‘This is no place for a child’: the experiences of homeless families in emergency accommodation
Successive governments have failed to build the housing we need for decades. This has pushed up the price of housing, making homeownership unaffordable to many families on average incomes, and led to a shortage of genuinely affordable social housing. As a result, more and more low-income families live in insecure private rented accommodation where rents take up almost half their income. Dwindling access to housing benefit and legal advice is leading to thousands of hard pressed families losing their home.

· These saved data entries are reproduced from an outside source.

//! # Research Worker
//!
//! Long-running consumer with a stable integer id. Pops one job at a
//! time, ensures the task row exists, and drives the task through the
//! pipeline. Heartbeats refresh on every loop iteration; a
//! `worker_heartbeat` event is additionally emitted on the configured
//! cadence. On a termination signal the worker stops accepting jobs,
//! lets the in-flight task finish, and exits.
//!
//! Failure handling: a pipeline failure bumps the envelope's retry count
//! and re-enqueues it until the dead-letter ceiling, at which point the
//! task is terminally failed with the `dead_letter` category. The error
//! is recorded durably on the task row either way.

use std::sync::Arc;
use std::time::{Duration, Instant};

use tokio_util::sync::CancellationToken;
use tracing::{error, info, warn};

use nexus_agents::{AgentContext, AgentRegistry, AgentSpawner};
use nexus_orchestration::continuous::ContinuousScheduler;
use nexus_orchestration::context::SystemContext;
use nexus_orchestration::pipeline::{PipelineConfig, ResearchPipeline};
use nexus_queue::{QueueClient, MAX_RETRIES};
use nexus_shared::llm::LlmClient;
use nexus_shared::messaging::AgentBus;
use nexus_shared::monitoring::{MonitoringEvent, MonitoringEventType};
use nexus_shared::resilience::{CircuitBreaker, CircuitBreakerConfig};
use nexus_shared::types::{JobEnvelope, TaskStatus, WorkerHeartbeat};
use nexus_shared::NexusResult;

#[derive(Debug, Clone)]
pub struct WorkerConfig {
    pub worker_id: u32,
    /// Deadline for each queue pop
    pub pop_timeout: Duration,
    /// Cadence for `worker_heartbeat` events
    pub heartbeat_interval: Duration,
}

impl Default for WorkerConfig {
    fn default() -> Self {
        Self {
            worker_id: std::process::id(),
            pop_timeout: Duration::from_secs(5),
            heartbeat_interval: Duration::from_secs(10),
        }
    }
}

pub struct ResearchWorker {
    ctx: Arc<SystemContext>,
    agent_ctx: Arc<AgentContext>,
    /// Breaker-protected view of the shared work queue
    queue: QueueClient,
    spawner: AgentSpawner,
    pipeline: ResearchPipeline,
    scheduler: ContinuousScheduler,
    config: WorkerConfig,
}

impl std::fmt::Debug for ResearchWorker {
    fn fmt(&self, f: &mut std::fmt::Formatter<'_>) -> std::fmt::Result {
        f.debug_struct("ResearchWorker")
            .field("worker_id", &self.config.worker_id)
            .finish()
    }
}

impl ResearchWorker {
    /// Wire up the per-worker fabric: a fresh in-process bus, the agent
    /// set for every enabled provider, and the pipeline over them.
    pub fn new(ctx: Arc<SystemContext>, llm: Arc<LlmClient>, config: WorkerConfig) -> NexusResult<Self> {
        let bus = AgentBus::new();
        bus.connect();

        let agent_ctx = Arc::new(AgentContext::new(
            bus,
            llm,
            ctx.store.clone(),
            ctx.config.storage_path.clone().into(),
            ctx.config.search_providers.clone(),
        ));
        Self::with_agent_context(ctx, agent_ctx, config)
    }

    /// Build the worker around an existing agent context (tests inject
    /// scripted adapters this way). The context's store must be the same
    /// backend the system context uses.
    pub fn with_agent_context(
        ctx: Arc<SystemContext>,
        agent_ctx: Arc<AgentContext>,
        config: WorkerConfig,
    ) -> NexusResult<Self> {
        let mut provider_names: Vec<String> =
            agent_ctx.search_adapters.keys().cloned().collect();
        provider_names.sort();

        let registry = AgentRegistry::with_defaults(&provider_names);
        let spawner = AgentSpawner::new(agent_ctx.clone());
        spawner.spawn_all(&registry)?;

        let pipeline = ResearchPipeline::new(
            ctx.store.clone(),
            agent_ctx.bus.clone(),
            ctx.event_bus.clone(),
            config.worker_id,
            PipelineConfig {
                search_providers: provider_names,
                ..Default::default()
            },
        );

        let scheduler = ContinuousScheduler::new(ctx.queue.clone(), ctx.event_bus.clone());
        let breaker = Arc::new(CircuitBreaker::new(
            "work-queue",
            CircuitBreakerConfig::default(),
        ));
        let queue = QueueClient::with_circuit_breaker(ctx.queue.clone(), breaker);

        Ok(Self {
            ctx,
            agent_ctx,
            queue,
            spawner,
            pipeline,
            scheduler,
            config,
        })
    }

    pub fn worker_id(&self) -> u32 {
        self.config.worker_id
    }

    /// Main loop. Returns when `shutdown` is cancelled; an in-flight task
    /// runs to completion first.
    pub async fn run(&self, shutdown: CancellationToken) -> NexusResult<()> {
        let worker_id = self.config.worker_id;
        info!(worker_id, "worker starting");

        self.heartbeat(None).await;
        self.ctx
            .event_bus
            .publish(&MonitoringEvent::worker(
                MonitoringEventType::WorkerStarted,
                worker_id,
            ))
            .await;

        let scheduler_handle = tokio::spawn(self.scheduler.clone().run(shutdown.clone()));
        let mut last_heartbeat_event = Instant::now();

        loop {
            if shutdown.is_cancelled() {
                break;
            }

            self.heartbeat(None).await;
            if last_heartbeat_event.elapsed() >= self.config.heartbeat_interval {
                self.ctx
                    .event_bus
                    .publish(
                        &MonitoringEvent::worker(MonitoringEventType::WorkerHeartbeat, worker_id)
                            .with_status("active"),
                    )
                    .await;
                last_heartbeat_event = Instant::now();
            }

            let popped = tokio::select! {
                _ = shutdown.cancelled() => break,
                popped = self.queue.blocking_pop(worker_id, self.config.pop_timeout) => popped,
            };

            match popped {
                Ok(Some(job)) => {
                    if let Err(e) = self.process_job(job).await {
                        error!(worker_id, error = %e, "job processing failed internally");
                    }
                }
                Ok(None) => continue, // queue idle
                Err(e) => {
                    warn!(worker_id, error = %e, "queue pop failed");
                    tokio::time::sleep(Duration::from_secs(1)).await;
                }
            }
        }

        // Flush in-flight state and announce the stop
        self.spawner.stop_all();
        self.agent_ctx.bus.disconnect();
        let _ = self.ctx.queue.clear_heartbeat(worker_id).await;
        self.ctx
            .event_bus
            .publish(&MonitoringEvent::worker(
                MonitoringEventType::WorkerStopped,
                worker_id,
            ))
            .await;
        scheduler_handle.abort();
        info!(worker_id, "worker stopped");
        Ok(())
    }

    /// Handle one popped job end to end. At-least-once delivery means a
    /// task id can arrive twice; a terminal task row makes this a no-op.
    async fn process_job(&self, job: JobEnvelope) -> NexusResult<()> {
        let worker_id = self.config.worker_id;
        let started = Instant::now();
        info!(worker_id, task_id = %job.task_id, retry = job.retry_count, "processing task");

        self.heartbeat(Some(job.task_id.clone())).await;

        let task = self.ctx.store.ensure_task_from_envelope(&job).await?;
        if task.status.is_terminal() {
            info!(task_id = %task.task_id, status = %task.status, "duplicate delivery of terminal task, dropping");
            self.queue.complete(worker_id, &job).await?;
            return Ok(());
        }

        self.ctx
            .event_bus
            .publish(
                &MonitoringEvent::task(MonitoringEventType::TaskStarted, job.task_id.clone())
                    .with_worker(worker_id)
                    .with_retry_count(job.retry_count),
            )
            .await;

        self.ctx
            .store
            .update_task_status(&task.task_id, TaskStatus::Planning)
            .await?;
        self.publish_status_update(&task.task_id, TaskStatus::Planning).await;

        match self.pipeline.run(&task).await {
            Ok(outcome) => {
                self.ctx
                    .store
                    .complete_task(
                        &task.task_id,
                        Some(outcome.results),
                        Some(outcome.summary),
                        Some(outcome.reasoning),
                    )
                    .await?;
                self.queue.complete(worker_id, &job).await?;
                self.publish_status_update(&task.task_id, TaskStatus::Completed).await;
                self.ctx
                    .event_bus
                    .publish(
                        &MonitoringEvent::task(
                            MonitoringEventType::TaskCompleted,
                            job.task_id.clone(),
                        )
                        .with_worker(worker_id)
                        .with_status("completed")
                        .with_duration_ms(started.elapsed().as_millis() as u64),
                    )
                    .await;
                info!(worker_id, task_id = %job.task_id, "task completed");

                if job.continuous_mode {
                    self.scheduler.schedule_next_run(&job);
                }
            }
            Err(pipeline_error) => {
                warn!(worker_id, task_id = %job.task_id, error = %pipeline_error, "pipeline failed");
                self.ctx
                    .store
                    .record_task_error(&task.task_id, &pipeline_error.to_string())
                    .await?;
                self.queue.complete(worker_id, &job).await?;

                let mut retried = job.clone();
                retried.retry_count += 1;

                if retried.retry_count >= MAX_RETRIES {
                    self.ctx
                        .store
                        .fail_task(&task.task_id, &pipeline_error.to_string(), "dead_letter")
                        .await?;
                    self.ctx.queue.dead_letter(&retried).await?;
                    self.publish_status_update(&task.task_id, TaskStatus::Failed).await;
                    self.ctx
                        .event_bus
                        .publish(
                            &MonitoringEvent::task(
                                MonitoringEventType::TaskFailed,
                                job.task_id.clone(),
                            )
                            .with_worker(worker_id)
                            .with_status("failed")
                            .with_retry_count(retried.retry_count)
                            .with_error(pipeline_error.to_string())
                            .with_meta(serde_json::json!({"error_category": "dead_letter"})),
                        )
                        .await;
                } else {
                    self.queue.enqueue(&retried).await?;
                    self.ctx
                        .event_bus
                        .publish(
                            &MonitoringEvent::task(
                                MonitoringEventType::TaskRetry,
                                job.task_id.clone(),
                            )
                            .with_worker(worker_id)
                            .with_retry_count(retried.retry_count)
                            .with_error(pipeline_error.to_string()),
                        )
                        .await;
                }
            }
        }

        self.heartbeat(None).await;
        Ok(())
    }

    async fn heartbeat(&self, current_task_id: Option<String>) {
        let heartbeat = WorkerHeartbeat::active(self.config.worker_id, current_task_id);
        if let Err(e) = self.queue.set_heartbeat(&heartbeat).await {
            warn!(worker_id = self.config.worker_id, error = %e, "heartbeat write failed");
        }
    }

    /// Per-task status channel for observers following one task.
    async fn publish_status_update(&self, task_id: &str, status: TaskStatus) {
        let channel = self.ctx.key_router.task_status_channel(task_id);
        let payload = serde_json::json!({
            "task_id": task_id,
            "status": status,
            "worker_id": self.config.worker_id,
            "timestamp": chrono::Utc::now(),
        });
        if let Err(e) = self.ctx.pubsub.publish(&channel, &payload.to_string()).await {
            warn!(task_id, error = %e, "task status publish failed");
        }
    }
}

The devastating results of the housing shortage are now being felt by over a hundred thousand children. As of the end of June 2015, 105,000 children were homeless in Great Britain - the equivalent of four in every school1 and the number of homeless children is rising. Because there is a shortage of suitable homes, more and more homeless families are forced to spend more time in bed and breakfasts (B&Bs) and hostel accommodation, where families have to share facilities with others. The number of homeless families living in B&Bs alone has grown from 590 in June 2009 to 2,700 in June 2015 - more than four times as many.
For this report, twenty families shared their experiences about living and raising their children in B&Bs and hostels. We also spoke to six school workers about the impact of homelessness on their school. The research tells the stories of homeless children, their living situation, how it affects their day to day life, their health, their wellbeing, their education and their childhood.